Czynnikiem prowokującym do wystąpienia dysplazji może być przestój, nieostrożność osoby. Chęć lepszego nakarmienia zwierzaka, aby kawałek był grubszy, słodszy, nie zapomnienie o ogromnej ilości kości, żeby było coś do mycia zębów i zabawy, a przy tym – brak czasu na długie spacery - wszystko to prowadzi do przesycenia wapniem, otyłości i w efekcie do pierwszego stadium choroby.
Nadmierny wysiłek fizyczny, kontuzje podczas gry, bójki, które często prowokują psy przez ich niezbyt mądrych właścicieli, również mogą się rozpocząć. Szczenięta bardzo łatwo mają podwichnięcia i zwichnięcia, które również są czynnikami prowokującymi.
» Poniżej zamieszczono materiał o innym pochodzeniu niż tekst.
use sea_orm_migration::prelude::*;

#[derive(DeriveMigrationName)]
pub struct Migration;

#[async_trait::async_trait]
impl MigrationTrait for Migration {
    async fn up(&self, manager: &SchemaManager) -> Result<(), DbErr> {
        manager
            .create_table(
                Table::create()
                    .table(Art::Table)
                    .if_not_exists()
                    .col(
                        ColumnDef::new(Art::Id)
                            .integer()
                            .not_null()
                            .auto_increment()
                            .primary_key(),
                    )
                    .col(ColumnDef::new(Art::ImageUrl).text().not_null())
                    .col(ColumnDef::new(Art::Prompt).text().not_null())
                    .col(ColumnDef::new(Art::RevisedPrompt).text().not_null())
                    .col(
                        ColumnDef::new(Art::IsActive)
                            .boolean()
                            .not_null()
                            .default(false),
                    )
                    // written by the application so stored values share one format
                    .col(
                        ColumnDef::new(Art::CreatedAt)
                            .timestamp_with_time_zone()
                            .not_null(),
                    )
                    .to_owned(),
            )
            .await?;

        manager
            .create_index(
                Index::create()
                    .if_not_exists()
                    .name("idx_art_created_at")
                    .table(Art::Table)
                    .col(Art::CreatedAt)
                    .to_owned(),
            )
            .await?;

        manager
            .create_index(
                Index::create()
                    .if_not_exists()
                    .name("idx_art_is_active")
                    .table(Art::Table)
                    .col(Art::IsActive)
                    .to_owned(),
            )
            .await?;

        Ok(())
    }

    async fn down(&self, manager: &SchemaManager) -> Result<(), DbErr> {
        manager
            .drop_table(Table::drop().table(Art::Table).to_owned())
            .await?;
        Ok(())
    }
}

#[derive(DeriveIden)]
enum Art {
    Table,
    Id,
    ImageUrl,
    Prompt,
    RevisedPrompt,
    IsActive,
    CreatedAt,
}
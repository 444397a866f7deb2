pub(crate) use crate::error::DailyArtError;
pub(crate) use crate::web::AppState;
pub(crate) use askama::Template;
pub(crate) use askama_web::WebTemplate;
pub(crate) use axum::extract::State;
pub(crate) use axum::http::HeaderValue;
pub(crate) use axum::response::{IntoResponse, Response};
pub(crate) use tracing::{debug, error};
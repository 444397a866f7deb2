use std::time::Duration;

use chrono::Local;
use tracing::{error, info};

use super::AppState;
use crate::daily::until_next_day;

/// Slack added after midnight so the run lands inside the new day.
const MIDNIGHT_SLACK: Duration = Duration::from_secs(1);

/// Runs the daily job at every local midnight until the process exits.
pub(crate) fn spawn_daily_schedule(state: AppState) {
    tokio::spawn(async move {
        loop {
            let wait = until_next_day(&Local::now()) + MIDNIGHT_SLACK;
            info!("Next scheduled generation in {}s", wait.as_secs());
            tokio::time::sleep(wait).await;

            match state.run_daily().await {
                Ok(outcome) => info!(
                    "Scheduled generation: {} (art {})",
                    outcome.message(),
                    outcome.art().id
                ),
                Err(err) => error!("Scheduled generation failed: {}", err),
            }
        }
    });
}
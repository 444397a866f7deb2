//! Prompt catalogs and the seeded prompt generator.

use rand::rngs::StdRng;
use rand::{Rng, SeedableRng};

use crate::constants::PROMPT_SUFFIX;

/// Scene descriptions the daily artwork is drawn from.
pub const SCENES: [&str; 20] = [
    "A surreal landscape with floating islands and crystalline waterfalls under a starlit sky",
    "An abstract composition of geometric shapes in vibrant neon colors against a dark background",
    "A peaceful zen garden with cherry blossoms and a traditional stone pagoda at sunset",
    "A futuristic cyberpunk cityscape with glowing neon signs and flying vehicles",
    "An underwater coral reef scene with exotic fish and bioluminescent plants",
    "A magical forest with glowing mushrooms and ethereal creatures in moonlight",
    "A minimalist still life with elegant pottery and soft natural lighting",
    "A cosmic nebula with swirling colors and distant stars in deep space",
    "An art deco inspired cityscape with golden geometric patterns and elegant architecture",
    "A whimsical fairy tale cottage surrounded by enchanted flowers and butterflies",
    "A dramatic mountain landscape with eagles soaring above misty peaks",
    "An elegant ballet dancer captured in motion with flowing fabric and dramatic lighting",
    "A steampunk mechanical garden with brass flowers and clockwork butterflies",
    "A serene lake reflection with autumn trees and a small wooden dock",
    "An ancient temple ruins overgrown with vines in a mystical jungle setting",
    "A modern abstract expressionist painting with bold brushstrokes and vibrant colors",
    "A cozy library scene with floating books and warm golden light streaming through windows",
    "A desert oasis with palm trees and crystal clear water under a purple twilight sky",
    "An ethereal cloud city floating above the earth with bridges made of rainbow light",
    "A vintage train station with steam and warm amber lighting in a nostalgic scene",
];

/// Art styles.
pub const STYLES: [&str; 10] = [
    "oil painting",
    "watercolor",
    "digital art",
    "impressionist style",
    "art nouveau",
    "minimalist",
    "photorealistic",
    "abstract expressionist",
    "surrealist",
    "pop art style",
];

/// Quality adjectives.
pub const ADJECTIVES: [&str; 6] = [
    "stunning",
    "beautiful",
    "masterpiece",
    "highly detailed",
    "award-winning",
    "breathtaking",
];

/// One pick from each catalog.
#[derive(Clone, Copy, Debug, PartialEq, Eq)]
pub struct ArtPrompt {
    /// Scene description
    pub scene: &'static str,
    /// Art style
    pub style: &'static str,
    /// Quality adjective
    pub adjective: &'static str,
}

impl ArtPrompt {
    /// The full prompt text sent to the provider.
    pub fn text(&self) -> String {
        self.to_string()
    }
}

impl std::fmt::Display for ArtPrompt {
    fn fmt(&self, f: &mut std::fmt::Formatter<'_>) -> std::fmt::Result {
        write!(
            f,
            "{}, {}, {}, {}",
            self.scene, self.style, self.adjective, PROMPT_SUFFIX
        )
    }
}

/// Picks prompts uniformly from the catalogs. Seed it for reproducible output.
#[derive(Debug)]
pub struct PromptGenerator {
    rng: StdRng,
}

impl PromptGenerator {
    /// Deterministic generator; the same seed yields the same prompt sequence.
    pub fn from_seed(seed: u64) -> Self {
        Self {
            rng: StdRng::seed_from_u64(seed),
        }
    }

    /// Generator seeded from the operating system.
    pub fn from_os_rng() -> Self {
        Self {
            rng: StdRng::from_os_rng(),
        }
    }

    /// Seeded when a seed is given, OS-seeded otherwise.
    pub fn new(seed: Option<u64>) -> Self {
        match seed {
            Some(seed) => Self::from_seed(seed),
            None => Self::from_os_rng(),
        }
    }

    /// Draws the next prompt.
    pub fn next_prompt(&mut self) -> ArtPrompt {
        ArtPrompt {
            scene: self.pick(&SCENES),
            style: self.pick(&STYLES),
            adjective: self.pick(&ADJECTIVES),
        }
    }

    fn pick(&mut self, catalog: &[&'static str]) -> &'static str {
        catalog[self.rng.random_range(0..catalog.len())]
    }
}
Jeśli zdecydujesz, że wszystko samo zniknie, nie prostuj stawu, mocując łapę, to wkrótce zwierzę po prostu nie będzie mogło normalnie chodzić.
Ważny! Jeśli pies jest trzymany na zewnątrz, w wolierze lub na łańcuchu, wcale nie oznacza to, że jest wystarczająco obciążony. Pies powinien chodzić, aktywnie poruszać się przynajmniej 2 - 3 godziny dziennie, niewystarczająca aktywność fizyczna, jak jej nadmiar, ma zły wpływ na zdrowie psa.
Kupując dużego psa, musisz pamiętać, jaką odpowiedzialność ponosi dana osoba. Wiele problemów zdrowotnych u zwierząt pojawia się w związku z tym, że ich właściciele uznali, że troska to tylko karmienie i pojenie zwierzęcia, zapominając o spacerach, treningu, edukacji.